Atrás está Kibera, viva, como un ser humano gigante y lleno de tumores. Allí queda la alegría de la música y la desesperanza del hambre, del paro, del sida, de los abusos. Si se me preguntara qué es lo que más me golpeó de mis dos primeras visitas, diría dos cosas: la visión de la cara triste de una chica que no podía tener más de diecisiete años, con un embarazo muy avanzado, con la que me crucé apenas una fracción de segundo por la calle; la visión de un hombre que registraba un riachuelo de la parte baja del barrio, riachuelo al que llegaban todas las aguas, siendo seguramente el final de la cadena trófica. Buscador de basuras entre los desechos del slum de Kibera, ¿qué le habría conducido a esa degradación máxima?

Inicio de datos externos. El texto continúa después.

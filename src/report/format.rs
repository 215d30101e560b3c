//! Formatted terminal output.
//!
//! Formatting stays in one place so the pipeline code stays free of layout
//! concerns and output changes are localized.

use crate::domain::{BranchReport, BranchSource, FeatureScore, Metrics, SeriesOrigin, TimelineRecord};

/// Run summary: data origin, span, metrics and which branches used a model.
pub fn format_summary(
    origin: SeriesOrigin,
    timeline: &[TimelineRecord],
    metrics: &Metrics,
    branches: &BranchReport,
) -> String {
    let mut out = String::new();

    out.push_str("=== fuelcast - Weekly Gasoline Forecast (EIA-based) ===\n");
    let origin_label = match origin {
        SeriesOrigin::Provider => "EIA",
        SeriesOrigin::Synthetic => "synthetic (provider unavailable)",
    };
    out.push_str(&format!("Data: {origin_label}\n"));

    let observed = timeline.iter().filter(|r| r.actual.is_some()).count();
    let first = timeline.first().map(|r| r.date.as_str()).unwrap_or("-");
    let last = timeline.last().map(|r| r.date.as_str()).unwrap_or("-");
    out.push_str(&format!(
        "Weeks: observed={observed} forecast={} | span=[{first}, {last}]\n",
        timeline.len() - observed
    ));

    out.push('\n');
    out.push_str(&format_metrics(metrics));

    out.push_str("\nBranches:\n");
    out.push_str(&format!(
        "  SARIMA  history={:<8} forecast={}\n",
        source_label(branches.timeseries_history),
        source_label(branches.timeseries_forecast)
    ));
    out.push_str(&format!(
        "  XGBoost history={:<8} forecast={}\n",
        source_label(branches.regression_history),
        source_label(branches.regression_forecast)
    ));
    out.push('\n');

    out
}

pub fn format_metrics(metrics: &Metrics) -> String {
    format!(
        "Current price: ${:.2}\nSARIMA RMSE : {:.3}\nXGBoost RMSE: {:.3}\n",
        metrics.current_price, metrics.timeseries_rmse, metrics.regression_rmse
    )
}

/// Week-by-week table; forecast rows show `-` for the actual price.
pub fn format_timeline(rows: &[TimelineRecord]) -> String {
    let mut out = String::new();
    out.push_str(&format!("{:<10} {:>8} {:>8} {:>8}\n", "date", "actual", "sarima", "xgboost"));
    out.push_str(&format!("{:-<10} {:-<8} {:-<8} {:-<8}\n", "", "", "", ""));

    let mut in_forecast = false;
    for r in rows {
        if r.actual.is_none() && !in_forecast {
            in_forecast = true;
            out.push_str("-- forecast --\n");
        }
        out.push_str(&format!(
            "{:<10} {:>8} {:>8} {:>8}\n",
            r.date,
            fmt_price(r.actual),
            fmt_price(r.timeseries),
            fmt_price(r.regression)
        ));
    }
    out
}

pub fn format_importance(scores: &[FeatureScore]) -> String {
    let width = scores
        .iter()
        .map(|s| s.feature.chars().count())
        .max()
        .unwrap_or(7)
        .max(7);
    let mut out = String::new();
    out.push_str(&format!("{:<width$} {:>6}\n", "feature", "score"));
    out.push_str(&format!("{:-<width$} {:-<6}\n", "", ""));
    for s in scores {
        out.push_str(&format!("{:<width$} {:>6.3}\n", s.feature, s.score));
    }
    out
}

fn fmt_price(v: Option<f64>) -> String {
    match v {
        Some(x) => format!("{x:.2}"),
        None => "-".to_string(),
    }
}

fn source_label(source: BranchSource) -> &'static str {
    match source {
        BranchSource::Model => "model",
        BranchSource::Fallback => "fallback",
    }
}
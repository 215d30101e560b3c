//! Process-level error for the `fuelcast` binary.
//!
//! Pipeline stages have their own narrow error enums (`SourceError`,
//! `ModelLoadError`, `PredictionError`, `ForecastError`, `MetricsError`) and
//! recover from them locally. Only what cannot be recovered reaches `AppError`,
//! which carries the exit code `main` reports.

use crate::forecast::ForecastError;
use crate::report::MetricsError;

/// Exit code for bad arguments or unwritable output paths.
pub const EXIT_USAGE: u8 = 2;
/// Exit code for unexpected computation failures.
pub const EXIT_COMPUTE: u8 = 4;

#[derive(Clone)]
pub struct AppError {
    exit_code: u8,
    message: String,
}

impl AppError {
    pub fn new(exit_code: u8, message: impl Into<String>) -> Self {
        Self {
            exit_code,
            message: message.into(),
        }
    }

    pub fn exit_code(&self) -> u8 {
        self.exit_code
    }
}

impl std::fmt::Display for AppError {
    fn fmt(&self, f: &mut std::fmt::Formatter<'_>) -> std::fmt::Result {
        write!(f, "{}", self.message)
    }
}

impl std::fmt::Debug for AppError {
    fn fmt(&self, f: &mut std::fmt::Formatter<'_>) -> std::fmt::Result {
        f.debug_struct("AppError")
            .field("exit_code", &self.exit_code)
            .field("message", &self.message)
            .finish()
    }
}

impl std::error::Error for AppError {}

impl From<ForecastError> for AppError {
    fn from(err: ForecastError) -> Self {
        AppError::new(EXIT_COMPUTE, format!("Forecast generation failed: {err}"))
    }
}

impl From<MetricsError> for AppError {
    fn from(err: MetricsError) -> Self {
        AppError::new(EXIT_COMPUTE, format!("Metric computation failed: {err}"))
    }
}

Y sin embargo también quedan otras cosas: la sonrisa de Víctor, la resolución de Paul por sacar adelante su carrera y dedicarse a servir a gente pobre, los abrazos llenos de afecto del alegre Kevin, las madres que cuidaban de sus pequeños en mitad del infierno, el empuje de la gente que se resiste a quedar enterrada entre el barro… y la fe, la fuerza de la fe de tantas confesiones cristianas que invitan a esa pobre gente a dar gracias por el don de la vida.